CSUDH Cain Library, a 5-story 110,000 sf exposed concrete structure, is one of Quincy Jones’ most famous architectural achievements at the CSU Dominguez Hills campus.  With dramatic cantilevers, exposed concrete waffle slabs and tall slender columns, it is by far the most visible building on the campus.  However, given that the building was designed in the late 1960’s before the advent of modern seismic design, it was flagged as a seismically deficient non-ductile concrete building.  A prior seismic study by others recommended strengthening the building by introducing full height new concrete shear walls with new foundations, which would not only be extremely disruptive and have serious impact on space usage, but it would also have been very costly.
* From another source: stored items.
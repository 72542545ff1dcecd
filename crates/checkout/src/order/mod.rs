//! Turning a finished payment attempt into a backend order.
//!
//! [`OrderSubmitter`] consumes an [`OrderDraft`] (an immutable snapshot of
//! cart, addresses, and the terminal payment attempt), builds the wire
//! payload, posts it once, and clears the cart only after the backend
//! confirms creation. Submission is never retried automatically; a network
//! failure leaves the decision to resubmit with the caller, and there is no
//! client idempotency key, so such a resubmission can duplicate the order.

pub mod payload;

use std::sync::Arc;

use rust_decimal::Decimal;
use tracing::{info, instrument};

use saffron_core::{Address, CartState, CustomerId, OrderStatus, PaymentAttempt};

use crate::backend::CommerceBackend;
use crate::cart::CartStore;
use crate::config::{APP_VERSION, CheckoutConfig};
use crate::error::CheckoutError;

use payload::{LineItem, MetaEntry, OrderPayload, ShippingLine};

/// Format a money amount the way the backend spells decimals.
fn money(amount: Decimal) -> String {
    format!("{:.2}", amount.round_dp(2))
}

/// Derived money amounts for one checkout, computed client-side for display
/// and recorded on the order as metadata.
#[derive(Debug, Clone, Copy, PartialEq, Eq)]
pub struct CheckoutTotals {
    pub subtotal: Decimal,
    pub shipping: Decimal,
    pub tax: Decimal,
    pub total: Decimal,
}

impl CheckoutTotals {
    /// Compute totals from the cart snapshot. Shipping is always free;
    /// tax is a flat rate on the subtotal, rounded to two places.
    #[must_use]
    pub fn compute(cart: &CartState, tax_rate: Decimal) -> Self {
        let subtotal = cart.total_price;
        let shipping = Decimal::ZERO;
        let tax = (subtotal * tax_rate).round_dp(2);
        Self {
            subtotal,
            shipping,
            tax,
            total: subtotal + shipping + tax,
        }
    }
}

/// Immutable snapshot of everything an order submission needs.
///
/// Built from the then-current cart state, not a live reference, so cart
/// edits racing the submission cannot corrupt the in-flight order.
#[derive(Debug, Clone)]
pub struct OrderDraft {
    pub cart: CartState,
    /// `None` for guest checkout.
    pub customer_id: Option<CustomerId>,
    pub billing: Address,
    pub shipping: Address,
    /// The terminal payment attempt this order records.
    pub attempt: PaymentAttempt,
    pub customer_note: String,
}

/// What checkout shows the shopper after a successful submission.
#[derive(Debug, Clone, PartialEq, Eq)]
pub struct OrderConfirmation {
    /// Customer-facing order number.
    pub number: String,
    /// Grand total as the backend reported it.
    pub total: String,
    /// Whether the order was recorded as paid.
    pub paid: bool,
    pub payment_method_title: String,
    pub transaction_id: String,
}

/// Builds and posts the order for a finished checkout.
pub struct OrderSubmitter {
    backend: Arc<dyn CommerceBackend>,
    cart: CartStore,
    currency: String,
    tax_rate: Decimal,
}

impl OrderSubmitter {
    #[must_use]
    pub fn new(backend: Arc<dyn CommerceBackend>, cart: CartStore, config: &CheckoutConfig) -> Self {
        Self {
            backend,
            cart,
            currency: config.merchant.currency.clone(),
            tax_rate: config.tax_rate,
        }
    }

    /// Build the wire payload for `draft`.
    ///
    /// A successful attempt submits the order as `processing` and paid;
    /// anything else submits `pending` with the gateway's own paid default
    /// (manual bank transfer marks itself paid, the external rails do not).
    #[must_use]
    pub fn build_payload(&self, draft: &OrderDraft, totals: &CheckoutTotals) -> OrderPayload {
        let gateway = draft.attempt.method.gateway();
        let success = draft.attempt.succeeded();
        let external = draft.attempt.external_ref.as_ref();
        let transaction_id = external.map(|r| r.payment_id.clone()).unwrap_or_default();

        let mut meta_data = vec![
            MetaEntry::new("_order_source", "mobile_app"),
            MetaEntry::new("_app_version", APP_VERSION),
            MetaEntry::new("_app_subtotal", money(totals.subtotal)),
            MetaEntry::new("_app_tax", money(totals.tax)),
            MetaEntry::new("_app_total", money(totals.total)),
        ];
        if !transaction_id.is_empty() {
            meta_data.push(MetaEntry::new("_transaction_id", transaction_id.clone()));
        }
        if let Some(order_id) = external.and_then(|r| r.order_id.clone()) {
            meta_data.push(MetaEntry::new("_payment_order_id", order_id));
        }
        if let Some(signature) = external.and_then(|r| r.signature.clone()) {
            meta_data.push(MetaEntry::new("_payment_signature", signature));
        }

        OrderPayload {
            status: if success {
                OrderStatus::Processing
            } else {
                OrderStatus::Pending
            },
            currency: self.currency.clone(),
            customer_id: draft.customer_id.map_or(0, |id| id.as_i64()),
            payment_method: gateway.id.into(),
            payment_method_title: gateway.title.into(),
            set_paid: success || gateway.default_set_paid,
            transaction_id,
            billing: draft.billing.clone(),
            shipping: draft.shipping.clone(),
            line_items: draft
                .cart
                .items
                .iter()
                .map(|item| LineItem {
                    product_id: item.product.id,
                    quantity: item.quantity,
                    price: item.product.price.clone(),
                })
                .collect(),
            shipping_lines: vec![ShippingLine::free()],
            fee_lines: vec![],
            coupon_lines: vec![],
            customer_note: draft.customer_note.clone(),
            meta_data,
        }
    }

    /// Post the order. One attempt; the caller decides whether a network
    /// failure warrants resubmitting the identical draft.
    ///
    /// On success the cart is cleared exactly once, after which the draft
    /// should be discarded.
    #[instrument(skip_all, fields(method = %draft.attempt.method))]
    pub async fn submit(&self, draft: &OrderDraft) -> Result<OrderConfirmation, CheckoutError> {
        if draft.cart.is_empty() {
            return Err(CheckoutError::Validation("your cart is empty".into()));
        }

        let totals = CheckoutTotals::compute(&draft.cart, self.tax_rate);
        let body = self.build_payload(draft, &totals);
        let order = self.backend.create_order(&body).await?;

        self.cart.clear();
        info!(number = %order.number, total = %order.total, "order created");

        Ok(OrderConfirmation {
            number: order.number,
            total: order.total,
            paid: body.set_paid,
            payment_method_title: body.payment_method_title,
            transaction_id: body.transaction_id,
        })
    }
}

#[cfg(test)]
#[allow(clippy::unwrap_used)]
mod tests {
    use std::sync::Mutex;

    use async_trait::async_trait;
    use chrono::Utc;

    use saffron_core::{
        AttemptStatus, ExternalRef, Order, OrderId, PaymentMethod, ProductId, ProductRef,
    };

    use crate::backend::{BackendError, PaymentGateway, Product, default_payment_gateways};
    use crate::cart::storage::MemoryStore;

    use super::*;

    struct FakeBackend {
        payloads: Mutex<Vec<OrderPayload>>,
        fail_with: Option<fn() -> BackendError>,
    }

    impl FakeBackend {
        fn accepting() -> Self {
            Self {
                payloads: Mutex::new(Vec::new()),
                fail_with: None,
            }
        }

        fn rejecting(fail_with: fn() -> BackendError) -> Self {
            Self {
                payloads: Mutex::new(Vec::new()),
                fail_with: Some(fail_with),
            }
        }
    }

    #[async_trait]
    impl CommerceBackend for FakeBackend {
        async fn create_order(&self, body: &OrderPayload) -> Result<Order, BackendError> {
            if let Some(fail) = self.fail_with {
                return Err(fail());
            }
            self.payloads.lock().unwrap().push(body.clone());
            Ok(Order {
                id: OrderId::new(1723),
                number: "1723".into(),
                status: body.status,
                total: body.meta("_app_total").unwrap_or("0.00").to_owned(),
                payment_method_title: body.payment_method_title.clone(),
                transaction_id: body.transaction_id.clone(),
            })
        }

        async fn get_order(&self, _id: OrderId) -> Result<Order, BackendError> {
            Err(BackendError::Unexpected {
                status: 500,
                message: "not used".into(),
            })
        }

        async fn get_product(&self, _id: ProductId) -> Result<Product, BackendError> {
            Err(BackendError::Unexpected {
                status: 500,
                message: "not used".into(),
            })
        }

        async fn list_payment_gateways(&self) -> Result<Vec<PaymentGateway>, BackendError> {
            Ok(default_payment_gateways())
        }
    }

    fn product(id: i64, price: &str) -> ProductRef {
        ProductRef {
            id: ProductId::new(id),
            name: format!("Product {id}"),
            price: price.into(),
            image: None,
        }
    }

    fn config() -> CheckoutConfig {
        CheckoutConfig::for_tests()
    }

    fn draft_with(cart: CartState, attempt: PaymentAttempt) -> OrderDraft {
        OrderDraft {
            cart,
            customer_id: None,
            billing: Address::default(),
            shipping: Address::default(),
            attempt,
            customer_note: String::new(),
        }
    }

    fn successful_attempt(method: PaymentMethod, payment_id: &str) -> PaymentAttempt {
        let mut attempt = PaymentAttempt::begin(method, Utc::now());
        attempt.status = AttemptStatus::Success;
        attempt.external_ref = Some(ExternalRef {
            payment_id: payment_id.into(),
            order_id: Some("order_9".into()),
            signature: Some("sig_1".into()),
        });
        attempt.completed_at = Some(Utc::now());
        attempt
    }

    #[test]
    fn totals_apply_flat_tax() {
        let mut cart = CartState::empty();
        cart.add_item(product(1, "100.00"), 2);
        let totals = CheckoutTotals::compute(&cart, Decimal::new(10, 2));
        assert_eq!(money(totals.subtotal), "200.00");
        assert_eq!(money(totals.tax), "20.00");
        assert_eq!(money(totals.total), "220.00");
        assert_eq!(totals.shipping, Decimal::ZERO);
    }

    #[tokio::test]
    async fn successful_attempt_submits_processing_and_paid() {
        let backend = Arc::new(FakeBackend::accepting());
        let cart = CartStore::new(Arc::new(MemoryStore::new()));
        cart.add_item(product(1, "100.00"), 2);
        let submitter = OrderSubmitter::new(backend.clone(), cart.clone(), &config());

        let draft = draft_with(cart.snapshot(), successful_attempt(PaymentMethod::Upi, "upi_tx_7"));
        let confirmation = submitter.submit(&draft).await.unwrap();

        assert_eq!(confirmation.number, "1723");
        assert_eq!(confirmation.total, "220.00");
        assert!(confirmation.paid);
        assert_eq!(confirmation.payment_method_title, "UPI");
        assert_eq!(confirmation.transaction_id, "upi_tx_7");
        assert!(cart.is_empty());

        let sent = backend.payloads.lock().unwrap();
        assert_eq!(sent.len(), 1);
        assert_eq!(sent[0].status, OrderStatus::Processing);
        assert!(sent[0].set_paid);
        assert_eq!(sent[0].payment_method, "upi");
        assert_eq!(sent[0].meta("_order_source"), Some("mobile_app"));
        assert_eq!(sent[0].meta("_transaction_id"), Some("upi_tx_7"));
        assert_eq!(sent[0].meta("_payment_order_id"), Some("order_9"));
        assert_eq!(sent[0].meta("_payment_signature"), Some("sig_1"));
        assert_eq!(sent[0].line_items.len(), 1);
        assert_eq!(sent[0].line_items[0].quantity, 2);
    }

    #[tokio::test]
    async fn manual_fallback_submits_paid_without_external_ref() {
        let backend = Arc::new(FakeBackend::accepting());
        let cart = CartStore::new(Arc::new(MemoryStore::new()));
        cart.add_item(product(3, "50.00"), 1);
        let submitter = OrderSubmitter::new(backend.clone(), cart.clone(), &config());

        let mut attempt = PaymentAttempt::begin(PaymentMethod::FallbackManual, Utc::now());
        attempt.status = AttemptStatus::Success;
        attempt.completed_at = Some(Utc::now());
        // Manual transfers succeed locally without an external ref.
        let draft = draft_with(cart.snapshot(), attempt);
        let confirmation = submitter.submit(&draft).await.unwrap();

        assert!(confirmation.paid);
        assert!(confirmation.transaction_id.is_empty());
        let sent = backend.payloads.lock().unwrap();
        assert_eq!(sent[0].payment_method, "bacs");
        assert_eq!(sent[0].meta("_transaction_id"), None);
    }

    #[tokio::test]
    async fn failed_attempt_submits_pending_unpaid() {
        let backend = Arc::new(FakeBackend::accepting());
        let cart = CartStore::new(Arc::new(MemoryStore::new()));
        cart.add_item(product(4, "10.00"), 1);
        let submitter = OrderSubmitter::new(backend.clone(), cart.clone(), &config());

        let mut attempt = PaymentAttempt::begin(PaymentMethod::CardGateway, Utc::now());
        attempt.status = AttemptStatus::Failed;
        attempt.reason = Some("declined".into());
        let draft = draft_with(cart.snapshot(), attempt);
        let confirmation = submitter.submit(&draft).await.unwrap();

        assert!(!confirmation.paid);
        let sent = backend.payloads.lock().unwrap();
        assert_eq!(sent[0].status, OrderStatus::Pending);
        assert!(!sent[0].set_paid);
    }

    #[tokio::test]
    async fn validation_error_leaves_cart_untouched() {
        let backend = Arc::new(FakeBackend::rejecting(|| BackendError::Validation {
            status: 400,
            message: "postcode is not valid".into(),
        }));
        let cart = CartStore::new(Arc::new(MemoryStore::new()));
        cart.add_item(product(5, "25.00"), 2);
        let submitter = OrderSubmitter::new(backend, cart.clone(), &config());

        let draft = draft_with(cart.snapshot(), successful_attempt(PaymentMethod::Upi, "tx"));
        let err = submitter.submit(&draft).await.unwrap_err();

        assert!(err.to_string().contains("postcode is not valid"));
        assert!(!cart.is_empty());
        assert_eq!(cart.total_items(), 2);
    }

    #[tokio::test]
    async fn empty_cart_is_rejected_before_posting() {
        let backend = Arc::new(FakeBackend::accepting());
        let cart = CartStore::new(Arc::new(MemoryStore::new()));
        let submitter = OrderSubmitter::new(backend.clone(), cart.clone(), &config());

        let draft = draft_with(cart.snapshot(), successful_attempt(PaymentMethod::Upi, "tx"));
        let err = submitter.submit(&draft).await.unwrap_err();

        assert!(matches!(err, CheckoutError::Validation(_)));
        assert!(backend.payloads.lock().unwrap().is_empty());
    }
}
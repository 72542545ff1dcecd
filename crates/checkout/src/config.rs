//! Checkout configuration loaded from environment variables.
//!
//! # Environment Variables
//!
//! ## Required
//! - `SAFFRON_STORE_URL` - Base URL of the WooCommerce store
//! - `SAFFRON_CONSUMER_KEY` - REST API consumer key
//! - `SAFFRON_CONSUMER_SECRET` - REST API consumer secret
//! - `SAFFRON_UPI_PAYEE_ID` - Merchant UPI id (e.g. merchant@bank)
//!
//! ## Optional
//! - `SAFFRON_MERCHANT_NAME` - Payee label on UPI links (default: Saffron Cart)
//! - `SAFFRON_CURRENCY` - Settlement currency code (default: INR)
//! - `SAFFRON_TAX_RATE` - Decimal tax rate (default: 0.10)
//! - `SAFFRON_HTTP_TIMEOUT_SECS` - Backend request timeout (default: 30)
//! - `SAFFRON_RETRY_ATTEMPTS` - GET retry cap (default: 3)
//! - `SAFFRON_RETRY_BASE_DELAY_MS` - First backoff delay (default: 1000)
//! - `SAFFRON_UPI_MIN_BACKGROUND_MS` - Below this, UPI resolves cancelled (default: 5000)
//! - `SAFFRON_UPI_WAIT_TIMEOUT_SECS` - UPI foreground-return ceiling (default: 300)
//! - `SAFFRON_STORAGE_PATH` - Local snapshot file (default: saffron-store.json)

use std::path::PathBuf;
use std::time::Duration;

use rust_decimal::Decimal;
use secrecy::SecretString;
use thiserror::Error;

/// Version string stamped into order metadata.
pub const APP_VERSION: &str = env!("CARGO_PKG_VERSION");

/// Configuration errors that can occur during loading.
#[derive(Debug, Error)]
pub enum ConfigError {
    #[error("Missing environment variable: {0}")]
    MissingEnvVar(String),
    #[error("Invalid environment variable {0}: {1}")]
    InvalidEnvVar(String, String),
}

/// Checkout core configuration.
#[derive(Debug, Clone)]
pub struct CheckoutConfig {
    /// Base URL of the commerce backend, without the REST path.
    pub store_url: String,
    /// REST API consumer key.
    pub consumer_key: SecretString,
    /// REST API consumer secret.
    pub consumer_secret: SecretString,
    /// Merchant identity used on UPI deep links.
    pub merchant: MerchantConfig,
    /// Tax rate applied at checkout (0.10 = 10%).
    pub tax_rate: Decimal,
    /// Backend HTTP behavior.
    pub http: HttpConfig,
    /// UPI resolution heuristic thresholds.
    pub upi: UpiHeuristics,
    /// Path of the local key-value snapshot file.
    pub storage_path: PathBuf,
}

/// Merchant identity for payment rails.
#[derive(Debug, Clone)]
pub struct MerchantConfig {
    /// Display name, the `pn` field of a UPI link.
    pub name: String,
    /// UPI payee id, the `pa` field of a UPI link.
    pub upi_payee_id: String,
    /// ISO 4217 settlement currency, fixed per store.
    pub currency: String,
}

/// HTTP timeout and retry knobs for the backend client.
#[derive(Debug, Clone, Copy)]
pub struct HttpConfig {
    pub timeout: Duration,
    /// Attempt cap for GET-style reads. Order creation is never retried.
    pub retry_attempts: u32,
    /// Backoff starts here and doubles per attempt.
    pub retry_base_delay: Duration,
}

impl Default for HttpConfig {
    fn default() -> Self {
        Self {
            timeout: Duration::from_secs(30),
            retry_attempts: 3,
            retry_base_delay: Duration::from_millis(1000),
        }
    }
}

/// Thresholds for the UPI app-switch heuristic.
///
/// There is no payment callback on this rail; these values decide how a
/// foreground return is interpreted. They are empirical and cannot be
/// verified without a server-side webhook.
#[derive(Debug, Clone, Copy)]
pub struct UpiHeuristics {
    /// Background stays shorter than this: treated as "returned too quickly
    /// to have paid" and resolved cancelled without a prompt.
    pub min_background: Duration,
    /// No foreground return within this window: resolved failed ("please retry").
    pub wait_timeout: Duration,
}

impl Default for UpiHeuristics {
    fn default() -> Self {
        Self {
            min_background: Duration::from_secs(5),
            wait_timeout: Duration::from_secs(300),
        }
    }
}

impl CheckoutConfig {
    /// Load configuration from environment variables.
    ///
    /// Calls `dotenvy::dotenv()` to load from `.env` file if present.
    ///
    /// # Errors
    ///
    /// Returns `ConfigError` if required variables are missing or invalid.
    pub fn from_env() -> Result<Self, ConfigError> {
        // Load .env file if present (ignore errors if not found)
        let _ = dotenvy::dotenv();

        let store_url = require("SAFFRON_STORE_URL")?
            .trim_end_matches('/')
            .to_string();
        let consumer_key = SecretString::from(require("SAFFRON_CONSUMER_KEY")?);
        let consumer_secret = SecretString::from(require("SAFFRON_CONSUMER_SECRET")?);

        let merchant = MerchantConfig {
            name: optional("SAFFRON_MERCHANT_NAME").unwrap_or_else(|| "Saffron Cart".to_string()),
            upi_payee_id: require("SAFFRON_UPI_PAYEE_ID")?,
            currency: optional("SAFFRON_CURRENCY").unwrap_or_else(|| "INR".to_string()),
        };

        let tax_rate = parse_optional("SAFFRON_TAX_RATE")?
            .unwrap_or_else(|| Decimal::new(10, 2));

        let defaults = HttpConfig::default();
        let http = HttpConfig {
            timeout: parse_optional("SAFFRON_HTTP_TIMEOUT_SECS")?
                .map_or(defaults.timeout, Duration::from_secs),
            retry_attempts: parse_optional("SAFFRON_RETRY_ATTEMPTS")?
                .unwrap_or(defaults.retry_attempts),
            retry_base_delay: parse_optional("SAFFRON_RETRY_BASE_DELAY_MS")?
                .map_or(defaults.retry_base_delay, Duration::from_millis),
        };

        let upi_defaults = UpiHeuristics::default();
        let upi = UpiHeuristics {
            min_background: parse_optional("SAFFRON_UPI_MIN_BACKGROUND_MS")?
                .map_or(upi_defaults.min_background, Duration::from_millis),
            wait_timeout: parse_optional("SAFFRON_UPI_WAIT_TIMEOUT_SECS")?
                .map_or(upi_defaults.wait_timeout, Duration::from_secs),
        };

        let storage_path = optional("SAFFRON_STORAGE_PATH")
            .map_or_else(|| PathBuf::from("saffron-store.json"), PathBuf::from);

        Ok(Self {
            store_url,
            consumer_key,
            consumer_secret,
            merchant,
            tax_rate,
            http,
            upi,
            storage_path,
        })
    }

    /// Fixed configuration for tests; never reads the environment.
    #[must_use]
    pub fn for_tests() -> Self {
        Self {
            store_url: "https://store.example".to_string(),
            consumer_key: SecretString::from("ck_test".to_string()),
            consumer_secret: SecretString::from("cs_test".to_string()),
            merchant: MerchantConfig {
                name: "Saffron Cart".to_string(),
                upi_payee_id: "merchant@bank".to_string(),
                currency: "INR".to_string(),
            },
            tax_rate: Decimal::new(10, 2),
            http: HttpConfig::default(),
            upi: UpiHeuristics::default(),
            storage_path: PathBuf::from("saffron-store.json"),
        }
    }
}

fn require(name: &str) -> Result<String, ConfigError> {
    std::env::var(name).map_err(|_| ConfigError::MissingEnvVar(name.to_string()))
}

fn optional(name: &str) -> Option<String> {
    std::env::var(name).ok().filter(|v| !v.is_empty())
}

fn parse_optional<T: std::str::FromStr>(name: &str) -> Result<Option<T>, ConfigError>
where
    T::Err: std::fmt::Display,
{
    optional(name)
        .map(|v| {
            v.parse()
                .map_err(|e: T::Err| ConfigError::InvalidEnvVar(name.to_string(), e.to_string()))
        })
        .transpose()
}

#[cfg(test)]
mod tests {
    use super::*;

    #[test]
    fn test_http_defaults() {
        let http = HttpConfig::default();
        assert_eq!(http.timeout, Duration::from_secs(30));
        assert_eq!(http.retry_attempts, 3);
        assert_eq!(http.retry_base_delay, Duration::from_millis(1000));
    }

    #[test]
    fn test_upi_heuristic_defaults() {
        let upi = UpiHeuristics::default();
        assert_eq!(upi.min_background, Duration::from_secs(5));
        assert_eq!(upi.wait_timeout, Duration::from_secs(300));
    }
}
//! Local cart inspection and editing.
//!
//! # Usage
//!
//! ```bash
//! # Show the cart
//! saffron cart show
//!
//! # Add two units of product 42 (fetched from the store)
//! saffron cart add -p 42 -q 2
//! ```
//!
//! The cart file lives wherever `SAFFRON_STORAGE_PATH` points; the same
//! snapshot the mobile client persists. Adding a product fetches its name
//! and price from the store first, which needs the API credentials set.

use std::sync::Arc;

use thiserror::Error;
use tracing::info;

use saffron_checkout::CheckoutConfig;
use saffron_checkout::backend::{BackendError, CommerceBackend, WooClient};
use saffron_checkout::cart::CartStore;
use saffron_checkout::cart::storage::{JsonFileStore, StorageError};
use saffron_checkout::config::ConfigError;

use saffron_core::ProductId;

/// Errors that can occur while working with the local cart.
#[derive(Debug, Error)]
pub enum CartCmdError {
    /// Configuration is missing or invalid.
    #[error(transparent)]
    Config(#[from] ConfigError),

    /// The store could not be reached or rejected the request.
    #[error(transparent)]
    Backend(#[from] BackendError),

    /// The cart file could not be written.
    #[error(transparent)]
    Storage(#[from] StorageError),
}

async fn open_cart(config: &CheckoutConfig) -> CartStore {
    let storage = Arc::new(JsonFileStore::new(config.storage_path.clone()));
    CartStore::load(storage).await
}

/// Print the cart contents and totals.
#[allow(clippy::print_stdout)]
pub async fn show() -> Result<(), CartCmdError> {
    let config = CheckoutConfig::from_env()?;
    let cart = open_cart(&config).await;
    let state = cart.snapshot();

    if state.is_empty() {
        println!("Cart is empty");
        return Ok(());
    }

    for item in &state.items {
        println!(
            "{:>6}  {:<40} x{:<4} @ {}",
            item.product.id, item.product.name, item.quantity, item.product.price
        );
    }
    println!("Items: {}  Total: {}", state.total_items, state.total_price);
    Ok(())
}

/// Fetch a product from the store and add it to the cart.
#[allow(clippy::print_stdout)]
pub async fn add(product_id: i64, quantity: u32) -> Result<(), CartCmdError> {
    let config = CheckoutConfig::from_env()?;
    let client = WooClient::new(&config)?;
    let product = client.get_product(ProductId::new(product_id)).await?;

    let cart = open_cart(&config).await;
    cart.add_item(product.to_ref(), quantity);
    cart.flush().await?;

    info!(product = %product.name, quantity, "added to cart");
    println!("Added {} x{}", product.name, quantity);
    Ok(())
}

/// Remove a product from the cart.
#[allow(clippy::print_stdout)]
pub async fn remove(product_id: i64) -> Result<(), CartCmdError> {
    let config = CheckoutConfig::from_env()?;
    let cart = open_cart(&config).await;
    cart.remove_item(ProductId::new(product_id));
    cart.flush().await?;

    println!("Removed product {product_id}");
    Ok(())
}

/// Empty the cart.
#[allow(clippy::print_stdout)]
pub async fn clear() -> Result<(), CartCmdError> {
    let config = CheckoutConfig::from_env()?;
    let cart = open_cart(&config).await;
    cart.clear();
    cart.flush().await?;

    println!("Cart cleared");
    Ok(())
}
Saiful Bouquet developed a very creative seismic retrofit solution that did not require adding any new shear walls, concrete shotcreting or new foundation work.  While the existing building had significant shear walls, they were very poorly distributed and most of them had either very weak seismic connection to the floors or almost no positive connection due to the presence of shaft openings on both sides of the wall.  Furthermore, the existing walls had door openings that created coupling beams which were severely deficient.  Instead of adding new shear walls, Saiful Bouquet activated the existing walls by structural tying the walls to the existing floors (using steel plates, through bolts & expansion anchors) for positive seismic load path, strengthening and confining the couplings beams with fiber-wrap (composite overlay) and strengthening existing walls using fiber-wrap. Additionally the tall slender exterior exposed columns, which gave the library a floating look, were also strengthened by using fiber-wrap for confinement but they were coated to retain its original look.

Saiful Bouquet’s creative solution not only saved the campus millions of dollars but it also saved the original look of this famous Quincy Jones architecture.